[Saved entries]

=== Begin Enclosure ===

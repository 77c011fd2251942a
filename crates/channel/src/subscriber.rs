use crate::config::{SegmentOpenConfig, SignalOpenConfig, SubscriberConfig, ViewConfig};
use crate::errors::ChannelError;
use crate::names::{self, Namespace};
use crate::segment::Segment;
use crate::signal::{Signal, SignalWait};
use crate::view::PayloadView;
use bytemuck::Pod;
use common::wait_for_resource;
use std::marker::PhantomData;
use std::mem;
use std::time::Duration;

/// Connection lifecycle of a subscriber. `Connected` is terminal: once a
/// subscriber has acquired its resources it never transitions back.
#[derive(Debug, Clone, Copy, PartialEq, Eq)]
pub enum ConnectionState {
    Disconnected,
    Connecting,
    Connected,
}

/// Subscribing endpoint of a channel.
///
/// Construction touches no OS resources; `connect` opens the publisher's
/// segment and signal by name, retrying until the timeout. One subscriber
/// per channel: the auto-reset signal delivers each publication to a
/// single waiter.
pub struct Subscriber<T> {
    namespace: Namespace,
    channel: String,
    config: SubscriberConfig,
    state: ConnectionState,
    resources: Option<(Segment, Signal)>,
    _payload: PhantomData<T>,
}

impl<T: Pod> Subscriber<T> {
    /// Bind to a channel under the default namespace.
    pub fn new(channel: &str) -> Result<Self, ChannelError> {
        Self::new_in(Namespace::default(), channel, SubscriberConfig::default())
    }

    pub fn new_in(
        namespace: Namespace,
        channel: &str,
        config: SubscriberConfig,
    ) -> Result<Self, ChannelError> {
        names::validate_channel_name(channel)?;
        Ok(Self {
            namespace,
            channel: channel.to_string(),
            config,
            state: ConnectionState::Disconnected,
            resources: None,
            _payload: PhantomData,
        })
    }

    /// Open the channel's segment and signal, retrying every
    /// `poll_interval` until `timeout` elapses.
    ///
    /// Each failed attempt drops whatever partial handle it obtained before
    /// sleeping, so an iteration never leaks a half-open pair. A subscriber
    /// that is already connected returns immediately.
    pub fn connect(&mut self, timeout: Duration, poll_interval: Duration) -> Result<(), ChannelError> {
        if self.state == ConnectionState::Connected {
            return Ok(());
        }
        self.state = ConnectionState::Connecting;

        let segment_path = self.namespace.segment_path(&self.channel);
        let signal_name = self.namespace.signal_name(&self.channel);
        let segment_config = &self.config.segment;
        let signal_config = &self.config.signal;

        let attempt = || -> Result<(Segment, Signal), ChannelError> {
            let segment = Segment::open(&segment_path, mem::size_of::<T>(), segment_config)?;
            let signal = Signal::open(&signal_name, signal_config)?;
            Ok((segment, signal))
        };

        match wait_for_resource(attempt, timeout, poll_interval, &self.channel) {
            Ok(pair) => {
                self.resources = Some(pair);
                self.state = ConnectionState::Connected;
                tracing::info!(channel = %self.channel, "subscriber connected");
                Ok(())
            }
            Err(elapsed) => {
                self.state = ConnectionState::Disconnected;
                Err(ChannelError::ConnectTimeout {
                    waited: elapsed.waited,
                })
            }
        }
    }

    pub fn is_connected(&self) -> bool {
        self.state == ConnectionState::Connected
    }

    pub fn state(&self) -> ConnectionState {
        self.state
    }

    /// Block until the publisher sets the signal or `timeout` elapses;
    /// `None` waits indefinitely.
    pub fn wait_for_signal(&self, timeout: Option<Duration>) -> Result<SignalWait, ChannelError> {
        self.signal()?.wait(timeout)
    }

    /// Consume the signal if it is currently set, without blocking.
    pub fn try_signal(&self) -> Result<bool, ChannelError> {
        self.signal()?.try_wait()
    }

    /// Drain a manual-reset signal back to the unsignaled state.
    pub fn reset_signal(&self) -> Result<(), ChannelError> {
        self.signal()?.reset()
    }

    /// Map the configured read view and return it.
    ///
    /// The view is a live window onto the segment: a publish racing this
    /// read can tear the observed bytes, so drain the payload right after a
    /// successful `wait_for_signal`.
    pub fn receive(&self) -> Result<PayloadView<T>, ChannelError> {
        let (segment, _) = self
            .resources
            .as_ref()
            .ok_or(ChannelError::NotConnected)?;
        let mmap = segment.map_view(&self.config.read_view, mem::size_of::<T>())?;
        Ok(PayloadView::new(mmap))
    }

    /// Reconfigure the read view; consulted on every `receive`, no
    /// reconnection required.
    pub fn set_read_view(&mut self, view: ViewConfig) {
        self.config.read_view = view;
    }

    /// Reconfigure segment opening; must be set before `connect`.
    pub fn set_segment_open_config(&mut self, config: SegmentOpenConfig) {
        self.config.segment = config;
    }

    /// Reconfigure signal opening; must be set before `connect`.
    pub fn set_signal_open_config(&mut self, config: SignalOpenConfig) {
        self.config.signal = config;
    }

    pub fn channel(&self) -> &str {
        &self.channel
    }

    fn signal(&self) -> Result<&Signal, ChannelError> {
        self.resources
            .as_ref()
            .map(|(_, signal)| signal)
            .ok_or(ChannelError::NotConnected)
    }
}

#[cfg(test)]
mod tests {
    use super::*;
    use crate::test_support::{test_namespace, unique_channel};
    use tempfile::tempdir;

    #[test]
    fn test_operations_require_connection() {
        let dir = tempdir().unwrap();
        let channel = unique_channel("unconnected");
        let subscriber =
            Subscriber::<u64>::new_in(test_namespace(dir.path()), &channel, SubscriberConfig::default())
                .unwrap();

        assert!(!subscriber.is_connected());
        assert_eq!(subscriber.state(), ConnectionState::Disconnected);
        assert!(matches!(
            subscriber.receive(),
            Err(ChannelError::NotConnected)
        ));
        assert!(matches!(
            subscriber.wait_for_signal(Some(Duration::from_millis(1))),
            Err(ChannelError::NotConnected)
        ));
    }

    #[test]
    fn test_zero_timeout_connect_fails_fast() {
        let dir = tempdir().unwrap();
        let channel = unique_channel("zero");
        let mut subscriber =
            Subscriber::<u64>::new_in(test_namespace(dir.path()), &channel, SubscriberConfig::default())
                .unwrap();

        let result = subscriber.connect(Duration::ZERO, Duration::from_secs(10));
        assert!(matches!(result, Err(ChannelError::ConnectTimeout { .. })));
        assert_eq!(subscriber.state(), ConnectionState::Disconnected);
    }
}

=== End Enclosure ===

The task - For each line above that contains "attempt", add one to a count, then state only the final number.

Answer to the problem - 3